Salvare eventuali trasformatori che si traducono in escissione di un inserto di dimensioni corretta per ulteriori studi. Dopo aver creato con successo il nostro plasmide, lo trasformeremo nello sfondo del lievito nullo ATG1. Prenderemo 15 milioni di cellule e le palttiamo, cosa che ho già fatto qui.
Dopo aver pellettato, rimuovere i supporti YPAD in cui stavano crescendo e lavare le cellule con acqua distillata. Dopo di che, prenderemo le cellule e le rimorneremo in acetato di litio da 100 millimolare. Li rimorneremo in 200 microlitri.
Resuspend il pellet di cella con pipettazione delicata su e giù. Dividi le celle in tubi di microfugo separati per ciascuna delle trasformazioni che eseguirai, utilizzando 50 microlitri di questo mix per trasformazione. A ciascuna delle trasformazioni, sarà necessario aggiungere 240 microlitri del 50%PEG.
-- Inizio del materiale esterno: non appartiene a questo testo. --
use std::time::Duration;

#[derive(Clone, Copy, Debug, PartialEq, Eq)]
/// How a dispatched call reacts when the selected node fails underneath it.
pub struct RetryOptions {
    pub(crate) limit: usize,
    pub(crate) delay: Duration,
}

impl Default for RetryOptions {
    fn default() -> Self {
        Self {
            limit: 1,
            delay: Duration::ZERO,
        }
    }
}

impl RetryOptions {
    /// Sets how many times a call is replayed on a newly selected node before giving up.
    pub fn retry_limit(self, limit: usize) -> Self {
        Self { limit, ..self }
    }

    /// Sets how long we wait before replaying a call.
    pub fn retry_delay(self, delay: Duration) -> Self {
        Self { delay, ..self }
    }

    pub fn limit(&self) -> usize {
        self.limit
    }

    pub fn delay(&self) -> Duration {
        self.delay
    }
}
use crate::{ClientSettings, NodePreference};

pub(crate) fn build_request_metadata(settings: &ClientSettings) -> tonic::metadata::MetadataMap {
    use tonic::metadata::MetadataValue;

    let mut metadata = tonic::metadata::MetadataMap::new();

    if let Some(creds) = settings.default_authenticated_user() {
        let basic_auth_string = base64::encode(format!("{}:{}", creds.login, creds.password));
        let basic_auth = format!("Basic {}", basic_auth_string);

        match MetadataValue::try_from(basic_auth.as_str()) {
            Ok(header_value) => {
                metadata.insert("authorization", header_value);
            }
            Err(e) => warn!("Default credentials can't be sent as a header: {}", e),
        }
    }

    if settings.node_preference() == NodePreference::Leader {
        metadata.insert("requires-leader", MetadataValue::from_static("true"));
    }

    if let Some(conn_name) = settings.connection_name() {
        match MetadataValue::try_from(conn_name) {
            Ok(header_value) => {
                metadata.insert("connection-name", header_value);
            }
            Err(e) => warn!("Invalid connection name '{}': {}", conn_name, e),
        }
    }

    metadata
}
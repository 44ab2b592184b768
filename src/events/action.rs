//! Action enum for decoupling input handling from state changes.

use crate::menu::GestureEvent;

/// Actions that can be dispatched from event handlers.
#[derive(Debug, Clone, PartialEq)]
pub enum Action {
    /// Quit the application
    Quit,
    /// Select the next menu item without a gesture
    SelectNext,
    /// Select the previous menu item without a gesture
    SelectPrev,
    /// Pointer input for the menu control
    Gesture(GestureEvent),
    /// No action
    None,
}
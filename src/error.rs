//! Error types for scroller-menu
//!
//! - `MenuError` covers configuration of the control
//! - `Result` is the crate-wide alias

use thiserror::Error;

/// Top-level error type for scroller-menu
#[derive(Debug, Error)]
pub enum MenuError {
    #[error("Menu needs at least 2 items, got {count}")]
    TooFewItems { count: usize },

    #[error("Invalid configuration: {0}")]
    Config(String),

    #[error("Failed to parse config file: {0}")]
    ConfigParse(#[from] toml::de::Error),

    #[error("IO error: {0}")]
    Io(#[from] std::io::Error),
}

/// Result type alias for MenuError
pub type Result<T> = std::result::Result<T, MenuError>;
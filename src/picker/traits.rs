//! Picker trait definition

/// Step-wise selection over a list, as driven by arrow keys.
///
/// Implementors supply the list and raw index access; stepping wraps around
/// at both ends. Moving through a picker is a programmatic selection, so
/// implementors should not report it as a user gesture.
pub trait Picker {
    /// The type of items in the picker
    type Item;

    fn items(&self) -> &[Self::Item];

    fn selected_index(&self) -> usize;

    fn set_selected_index(&mut self, index: usize);

    fn len(&self) -> usize {
        self.items().len()
    }

    fn is_empty(&self) -> bool {
        self.items().is_empty()
    }

    /// Select the next item (wraps around)
    fn select_next(&mut self) {
        if !self.is_empty() {
            let next = (self.selected_index() + 1) % self.len();
            self.set_selected_index(next);
        }
    }

    /// Select the previous item (wraps around)
    fn select_prev(&mut self) {
        if !self.is_empty() {
            let prev = self
                .selected_index()
                .checked_sub(1)
                .unwrap_or(self.len() - 1);
            self.set_selected_index(prev);
        }
    }

    fn selected_item(&self) -> Option<&Self::Item> {
        self.items().get(self.selected_index())
    }
}
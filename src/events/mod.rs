//! Event handling: terminal keyboard and mouse input turned into actions.
//!
//! Mouse input goes through a [`GestureDetector`] that plays the part of the
//! platform gesture recognizer, producing the pointer vocabulary the menu
//! control understands.

mod action;
mod gesture;
mod handler;
mod keyboard;

pub use action::Action;
pub use gesture::{CellMetrics, GestureConfig, GestureDetector};
pub use handler::EventHandler;
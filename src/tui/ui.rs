use ratatui::{
    Frame,
    layout::{Alignment, Constraint, Layout, Rect},
    style::Style,
    text::{Line, Span},
    widgets::{Block, Paragraph},
};

use crate::app::{App, Status};
use crate::menu::MenuController;
use super::theme::*;

/// Split the screen into the menu control and a status line.
pub fn split(area: Rect) -> (Rect, Rect) {
    let main_layout = Layout::vertical([
        Constraint::Min(0),    // Menu control
        Constraint::Length(1), // Status line
    ])
    .split(area);
    (main_layout[0], main_layout[1])
}

pub fn render(frame: &mut Frame, app: &App) {
    let (_, status_area) = split(frame.area());
    let menu_area = app.menu_area();

    render_menu(frame, menu_area, app);
    render_status(frame, status_area, app);
}

fn render_menu(frame: &mut Frame, area: Rect, app: &App) {
    let menu = &app.menu;
    let theme = MenuTheme::from_style(menu.style());

    let (Some(layout), Some(scroller)) = (menu.layout_info(), menu.scroller()) else {
        let hint = Paragraph::new(Line::styled(
            "  menu needs at least 2 items",
            Style::new().fg(TEXT_DIM),
        ));
        frame.render_widget(hint, area);
        return;
    };

    if !menu.is_panel_visible() {
        let hint = Paragraph::new(Line::styled(
            "drag up/down to pick, left/right to adjust",
            Style::new().fg(TEXT_DIM),
        ))
        .alignment(Alignment::Center);
        frame.render_widget(hint, area);
        return;
    }

    let px_per_row = app.metrics.px_per_row;
    let width = ((layout.item_width as f32 / app.metrics.px_per_col).round() as u16)
        .clamp(1, area.width.max(1));
    let x = area.x + area.width.saturating_sub(width) / 2;
    let center_row = area.y as i32 + (layout.overlay_top as f32 / px_per_row).floor() as i32;

    let panel_top = center_row + (scroller.slot_offset(0) / px_per_row).round() as i32;
    let panel_rows = (layout.panel_height as f32 / px_per_row).ceil() as i32;
    if let Some(panel) = clip_row(area, x, width, panel_top, panel_rows.max(1)) {
        frame.render_widget(Block::new().style(Style::new().bg(theme.panel_background)), panel);
    }

    let centered = scroller.centered_index();
    for (i, label) in menu.items().iter().enumerate() {
        if i == centered {
            continue;
        }
        let row = center_row + (scroller.slot_offset(i) / px_per_row).round() as i32;
        if let Some(slot) = clip_row(area, x, width, row, 1) {
            render_label(frame, slot, label, Style::new().fg(theme.text).bg(theme.item_background));
        }
    }

    if let Some(slot) = clip_row(area, x, width, center_row, 1) {
        let label = centered_label(menu);
        render_label(
            frame,
            slot,
            label,
            Style::new().fg(TEXT_WHITE).bg(theme.selected_background).bold(),
        );
    }
}

fn centered_label(menu: &MenuController) -> &str {
    menu.centered_label().unwrap_or("")
}

fn render_label(frame: &mut Frame, area: Rect, label: &str, style: Style) {
    let max_len = area.width as usize;
    let display = if label.chars().count() > max_len {
        let kept: String = label.chars().take(max_len.saturating_sub(3)).collect();
        format!("{}...", kept)
    } else {
        label.to_string()
    };
    let paragraph = Paragraph::new(Line::from(display))
        .alignment(Alignment::Center)
        .style(style);
    frame.render_widget(paragraph, area);
}

/// Rows `top..top + rows` at column `x`, clipped to `area`.
fn clip_row(area: Rect, x: u16, width: u16, top: i32, rows: i32) -> Option<Rect> {
    let area_top = area.y as i32;
    let area_bottom = area_top + area.height as i32;
    let start = top.max(area_top);
    let end = (top + rows).min(area_bottom);
    if start >= end {
        return None;
    }
    Some(Rect::new(x, start as u16, width, (end - start) as u16))
}

fn render_status(frame: &mut Frame, area: Rect, app: &App) {
    let current = app
        .menu
        .items()
        .get(app.menu.selected_index())
        .cloned()
        .unwrap_or_default();

    let mut spans = vec![
        Span::styled(" current: ", Style::new().fg(TEXT_DIM)),
        Span::styled(current, Style::new().fg(LOGO_GOLD).bold()),
        Span::raw("  "),
    ];

    match &app.status {
        Status::Idle => {}
        Status::Selected { label } => {
            spans.push(Span::styled("selected ", Style::new().fg(TEXT_DIM)));
            spans.push(Span::styled(label.clone(), Style::new().fg(TEXT_WHITE)));
        }
        Status::Progressed { label, delta } => {
            spans.push(Span::styled(format!("{} ", label), Style::new().fg(TEXT_WHITE)));
            spans.push(Span::styled(format!("{:+}", delta), Style::new().fg(LOGO_LIGHT_BLUE)));
        }
    }

    spans.push(Span::styled("   q quit  ↑/↓ step", Style::new().fg(TEXT_DIM)));

    frame.render_widget(Paragraph::new(Line::from(spans)), area);
}
use super::round_half_up;

/// Scales horizontal drag distance by half the control width.
///
/// A drag across half the control reports 100. Larger drags report more;
/// the value is never clamped.
#[derive(Debug, Clone, Copy, PartialEq, Eq)]
pub struct ProgressMapper {
    half_width: u32,
}

impl ProgressMapper {
    pub fn new(control_width: u32) -> Self {
        Self {
            half_width: control_width / 2,
        }
    }

    /// Delta for a horizontal displacement measured from the gesture start.
    ///
    /// Dragging right (positive `dx`) gives a negative delta.
    pub fn delta(&self, dx: f32) -> i32 {
        if self.half_width == 0 {
            return 0;
        }
        round_half_up(-dx * 100.0 / self.half_width as f32)
    }
}
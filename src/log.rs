use std::fs::{File, OpenOptions};
use std::io::Write;
use std::path::PathBuf;
use std::sync::Mutex;
use std::sync::atomic::{AtomicBool, Ordering};
use once_cell::sync::Lazy;
use chrono::Local;

static LOG_FILE: Lazy<Mutex<Option<File>>> = Lazy::new(|| Mutex::new(None));
static DEBUG: AtomicBool = AtomicBool::new(false);

/// Initialize logging to a file
pub fn init() -> std::io::Result<PathBuf> {
    let timestamp = Local::now().format("%Y%m%d_%H%M%S");
    let log_dir = dirs::home_dir()
        .unwrap_or_else(|| PathBuf::from("."))
        .join(".scroller-menu")
        .join("logs");

    std::fs::create_dir_all(&log_dir)?;

    let log_path = log_dir.join(format!("scroller-menu_{}.log", timestamp));

    let file = OpenOptions::new()
        .create(true)
        .write(true)
        .truncate(true)
        .open(&log_path)?;

    if let Ok(mut guard) = LOG_FILE.lock() {
        *guard = Some(file);
    }

    log("=== scroller-menu started ===");

    Ok(log_path)
}

/// Enable or disable debug traces
pub fn set_debug(enabled: bool) {
    DEBUG.store(enabled, Ordering::Relaxed);
}

pub fn debug_enabled() -> bool {
    DEBUG.load(Ordering::Relaxed)
}

/// Log a message with timestamp
pub fn log(msg: &str) {
    let timestamp = Local::now().format("%H:%M:%S%.3f");
    let line = format!("[{}] {}\n", timestamp, msg);

    if let Ok(mut guard) = LOG_FILE.lock() {
        if let Some(ref mut file) = *guard {
            let _ = file.write_all(line.as_bytes());
            let _ = file.flush();
        }
    }
}

/// Log a message only when debug traces are on
pub fn debug(msg: &str) {
    if debug_enabled() {
        log(&format!("[DEBUG] {}", msg));
    }
}

/// Log an event
pub fn log_event(event: &str) {
    log(&format!("[EVENT] {}", event));
}

/// Log an error
pub fn log_error(err: &str) {
    log(&format!("[ERROR] {}", err));
}

/// Log panics to the file before the default hook prints them
pub fn install_panic_hook() {
    let default_hook = std::panic::take_hook();
    std::panic::set_hook(Box::new(move |info| {
        log_error(&format!("panic: {}", info));
        default_hook(info);
    }));
}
PEG è molto viscoso, pipetta e misurare con molta attenzione. Mescolare con pipettazione dopo l'aggiunta del PEG e dopo ciascuno dei componenti aggiuntivi. Quindi aggiungi 36 microlitri di un acetato di litio molare, cinque microlitri di DNA dello sperma di salmone o altro DNA portatore, che è stato bollito per cinque minuti e posto sul ghiaccio, e infine cinque microlitri del plasmide per ogni trasformazione che eseguirai.
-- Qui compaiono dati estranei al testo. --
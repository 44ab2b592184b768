//! Gesture state machine for the scroller menu.

use std::sync::Arc;

use crate::error::{MenuError, Result};
use crate::log;
use crate::picker::Picker;

use super::input::GestureEvent;
use super::layout::{MenuLayout, MenuStyle};
use super::mode::{InteractionMode, classify};
use super::notify::{MenuNotification, Notifier};
use super::progress::ProgressMapper;
use super::scroller::SnapScroller;
use super::MIN_ITEMS;

/// Check that a label list can back an interactive menu.
pub fn validate_items(items: &[String]) -> Result<()> {
    if items.len() < MIN_ITEMS {
        return Err(MenuError::TooFewItems { count: items.len() });
    }
    Ok(())
}

/// Geometry that exists only once the control has a size and enough items.
#[derive(Debug, Clone)]
struct Interactive {
    layout: MenuLayout,
    scroller: SnapScroller,
    progress: ProgressMapper,
}

/// Owns the interaction state of one scroller menu.
///
/// Feed it gesture input with [`MenuController::handle`]. Until
/// [`MenuController::layout`] has been called with a list of at least two
/// items the control is inert and ignores all input.
#[derive(Debug)]
pub struct MenuController {
    items: Arc<[String]>,
    style: MenuStyle,
    size: Option<(u32, u32)>,
    interactive: Option<Interactive>,
    mode: InteractionMode,
    selected: usize,
    panel_visible: bool,
    /// Pointer displacement since the gesture started
    displacement: (f32, f32),
    notifier: Option<Notifier>,
}

impl MenuController {
    pub fn new(items: Vec<String>, style: MenuStyle) -> Self {
        Self {
            items: Arc::from(items),
            style,
            size: None,
            interactive: None,
            mode: InteractionMode::None,
            selected: 0,
            panel_visible: false,
            displacement: (0.0, 0.0),
            notifier: None,
        }
    }

    /// Register where notifications get posted. Replaces any previous one.
    pub fn set_listener(&mut self, notifier: Notifier) {
        self.notifier = Some(notifier);
    }

    pub fn clear_listener(&mut self) {
        self.notifier = None;
    }

    pub fn items(&self) -> &[String] {
        &self.items
    }

    /// Replace the labels. Resets the selection and rebuilds geometry.
    pub fn set_items(&mut self, items: Vec<String>) {
        self.items = Arc::from(items);
        self.selected = 0;
        self.relayout();
    }

    pub fn style(&self) -> &MenuStyle {
        &self.style
    }

    pub fn set_style(&mut self, style: MenuStyle) {
        self.style = style;
        self.relayout();
    }

    pub fn set_item_width(&mut self, width: f32) {
        self.style.item_width = width;
        self.relayout();
    }

    pub fn set_item_height(&mut self, height: f32) {
        self.style.item_height = height;
        self.relayout();
    }

    pub fn set_text_color(&mut self, color: Option<String>) {
        self.style.text_color = color;
    }

    /// The control was given a new size; derive slot geometry for it.
    pub fn layout(&mut self, width: u32, height: u32) {
        self.size = Some((width, height));
        self.relayout();
    }

    fn relayout(&mut self) {
        self.interactive = None;
        self.reset_gesture();

        let Some((width, height)) = self.size else {
            return;
        };

        if let Err(e) = validate_items(&self.items) {
            log::log_error(&format!("Menu items are not provided: {}", e));
            return;
        }

        let count = self.items.len();
        self.selected = self.selected.min(count - 1);

        let mut scroller =
            SnapScroller::new(count, self.style.item_height, self.style.divider_height);
        scroller.scroll_to_index(self.selected);

        self.interactive = Some(Interactive {
            layout: MenuLayout::compute(&self.style, count, width, height),
            scroller,
            progress: ProgressMapper::new(width),
        });
    }

    /// Whether the control reacts to input at all.
    pub fn is_interactive(&self) -> bool {
        self.interactive.is_some()
    }

    pub fn layout_info(&self) -> Option<&MenuLayout> {
        self.interactive.as_ref().map(|i| &i.layout)
    }

    pub fn scroller(&self) -> Option<&SnapScroller> {
        self.interactive.as_ref().map(|i| &i.scroller)
    }

    pub fn mode(&self) -> InteractionMode {
        self.mode
    }

    pub fn is_panel_visible(&self) -> bool {
        self.panel_visible
    }

    pub fn selected_index(&self) -> usize {
        self.selected
    }

    /// Select an item directly. Clamped to the item range, posts nothing.
    pub fn set_selected_index(&mut self, index: usize) {
        if self.items.is_empty() {
            return;
        }
        self.selected = index.min(self.items.len() - 1);
        if let Some(interactive) = self.interactive.as_mut() {
            interactive.scroller.scroll_to_index(self.selected);
        }
    }

    /// Label shown on the selected overlay: whatever sits in the center slot.
    pub fn centered_label(&self) -> Option<&str> {
        let index = self
            .scroller()
            .map(SnapScroller::centered_index)
            .unwrap_or(self.selected);
        self.items.get(index).map(String::as_str)
    }

    /// React to one input event. Returns whether the event was consumed.
    pub fn handle(&mut self, event: GestureEvent) -> bool {
        if !self.is_interactive() {
            return false;
        }

        match event {
            GestureEvent::PointerDown { .. } => {
                // A press without a release ends whatever gesture came before
                self.reset_gesture();
                true
            }
            GestureEvent::PointerMove { dx, dy } => {
                self.on_move(dx, dy);
                true
            }
            GestureEvent::PointerUp { .. } => {
                self.on_release();
                false
            }
            GestureEvent::Fling { .. } => false,
            GestureEvent::LongPress | GestureEvent::SingleTap => false,
        }
    }

    fn on_move(&mut self, dx: f32, dy: f32) {
        self.displacement.0 += dx;
        self.displacement.1 += dy;

        if self.mode.is_none() {
            if dx == 0.0 && dy == 0.0 {
                return;
            }
            self.mode = classify(dx, dy);
            log::debug(&format!("Gesture committed to {:?}", self.mode));
        }

        let Some(interactive) = self.interactive.as_mut() else {
            return;
        };

        match self.mode {
            InteractionMode::Progressing => {
                self.panel_visible = false;
                let delta = interactive.progress.delta(self.displacement.0);
                self.notify_progressed(delta);
            }
            InteractionMode::Scrolling => {
                self.panel_visible = true;
                interactive.scroller.scroll_by(dx, dy);
            }
            InteractionMode::None => {}
        }
    }

    fn on_release(&mut self) {
        if self.mode.is_scrolling() {
            if let Some(interactive) = self.interactive.as_ref() {
                self.selected = interactive.scroller.selected_index();
            }
            self.notify_selected();
        }
        self.reset_gesture();
    }

    fn reset_gesture(&mut self) {
        self.mode = InteractionMode::None;
        self.panel_visible = false;
        self.displacement = (0.0, 0.0);
    }

    fn notify_progressed(&self, delta: i32) {
        log::debug(&format!(
            "Progress changed by: {} for menu item: {}",
            delta, self.items[self.selected]
        ));

        if let Some(notifier) = &self.notifier {
            notifier.post(MenuNotification::Progressed {
                items: Arc::clone(&self.items),
                index: self.selected,
                delta,
            });
        }
    }

    fn notify_selected(&self) {
        log::debug(&format!("Menu item selected is: {}", self.items[self.selected]));

        if let Some(notifier) = &self.notifier {
            notifier.post(MenuNotification::Selected {
                items: Arc::clone(&self.items),
                index: self.selected,
            });
        }
    }
}
//! The scroller menu control.
//!
//! A vertical drag scrolls a panel of labels and picks the one resting in the
//! center slot on release. A horizontal drag instead reports a progress delta
//! for the currently selected label. Which of the two a gesture means is
//! decided once, from its first movement.

mod controller;
mod input;
mod layout;
mod mode;
mod notify;
mod progress;
mod scroller;

pub use controller::{MenuController, validate_items};
pub use input::GestureEvent;
pub use layout::{MenuLayout, MenuStyle};
pub use mode::{InteractionMode, classify};
pub use notify::{MenuListener, MenuNotification, NotificationQueue, Notifier, channel};
pub use progress::ProgressMapper;
pub use scroller::SnapScroller;

/// Minimum number of labels a menu needs to become interactive.
pub const MIN_ITEMS: usize = 2;

/// Round half toward positive infinity, so -2.5 rounds to -2.
pub(crate) fn round_half_up(value: f32) -> i32 {
    (value + 0.5).floor() as i32
}
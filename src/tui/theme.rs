use std::str::FromStr;

use ratatui::style::Color;

use crate::menu::MenuStyle;

pub const LOGO_GOLD: Color = Color::Rgb(219, 171, 121);      // #DBAB79
pub const LOGO_LIGHT_BLUE: Color = Color::Rgb(124, 175, 194); // #7CAFC2

// UI colors
pub const TEXT_DIM: Color = Color::Rgb(136, 136, 136);        // #888888
pub const TEXT_WHITE: Color = Color::Rgb(255, 255, 255);      // #FFFFFF
pub const ITEM_GRAY: Color = Color::Rgb(58, 58, 58);          // #3A3A3A
pub const PANEL_DARK: Color = Color::Rgb(28, 28, 28);         // #1C1C1C

/// Colors resolved from a menu style, with fallbacks for anything unset or unparsable.
#[derive(Debug, Clone, Copy, PartialEq)]
pub struct MenuTheme {
    pub text: Color,
    pub item_background: Color,
    pub selected_background: Color,
    pub panel_background: Color,
}

impl MenuTheme {
    pub fn from_style(style: &MenuStyle) -> Self {
        Self {
            text: resolve(&style.text_color, TEXT_WHITE),
            item_background: resolve(&style.item_background, ITEM_GRAY),
            selected_background: resolve(&style.selected_background, LOGO_LIGHT_BLUE),
            panel_background: resolve(&style.panel_background, PANEL_DARK),
        }
    }
}

fn resolve(name: &Option<String>, fallback: Color) -> Color {
    name.as_deref()
        .and_then(|s| Color::from_str(s).ok())
        .unwrap_or(fallback)
}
Vortice ogni tubo accuratamente da mescolare. Incubare i campioni a 30 gradi centigradi per 45 minuti. Scaldarli a 42 centigradi per 10 minuti, quindi lavare le cellule una volta in acqua sterile, rimescolandole infine in 200 microlitri di acqua sterile.
Impostare da uno a 10 e da una a 100 diluizioni di ciascuno dei ceppi trasformati di lievito e piastra 150 microlitri su piastre SC meno leu da selezionare per i plasmidi. Stendere le cellule in modo uniforme e uniforme e lasciare asciugare le piastre prima di invertirle e incubarle a 30 gradi centigradi, permettendo loro di crescere per 48-72 ore. Una volta clonato con successo il nostro gene da testare, testeremo l'effetto sulla durata cronologica dell'organismo.
Cresceremo il lievito, monitorando il numero di unità di formazione di colonie vitali che rimangono in funzione del tempo. Far crescere il lievito per primo per 72 ore in SC meno i mezzi liquidi di leucina con scuotimento a 30 gradi centigradi. Utilizzando un emocitometro, determinare la diluizione necessaria per consentire di placcare 500 cellule.
Usando una tecnica sterile, placcare le cellule su una piastra SC meno leu, permettendogli di asciugarsi e incubare invertita per tre giorni a 30 gradi centigradi, a quel punto cresceranno e puoi segnare la crescita della colonia e registrare quel punto di tempo. Dopo aver fatto il piatto, continuare a incubare il lievito a 30 gradi centigradi senza tremare. Inizialmente, ripetiamo la placcatura a intervalli settimanali, prendendo punti di tempo più frequenti se i nostri dati preliminari suggeriscono una soppressione del fenotipo di invecchiamento.
Per determinare la percentuale di vitalità, normalizziamo fino al giorno un punto di tempo per l'analisi. Assicurati di placcare la stessa diluizione ad ogni intervallo. Continua con questo processo fino a quando non vedi più crescere colonie.
È utile immettere le informazioni in un foglio di calcolo di Excel. Ciò ti consentirà di determinare rapidamente la vitalità di ogni ceppo al termine dell'esperimento.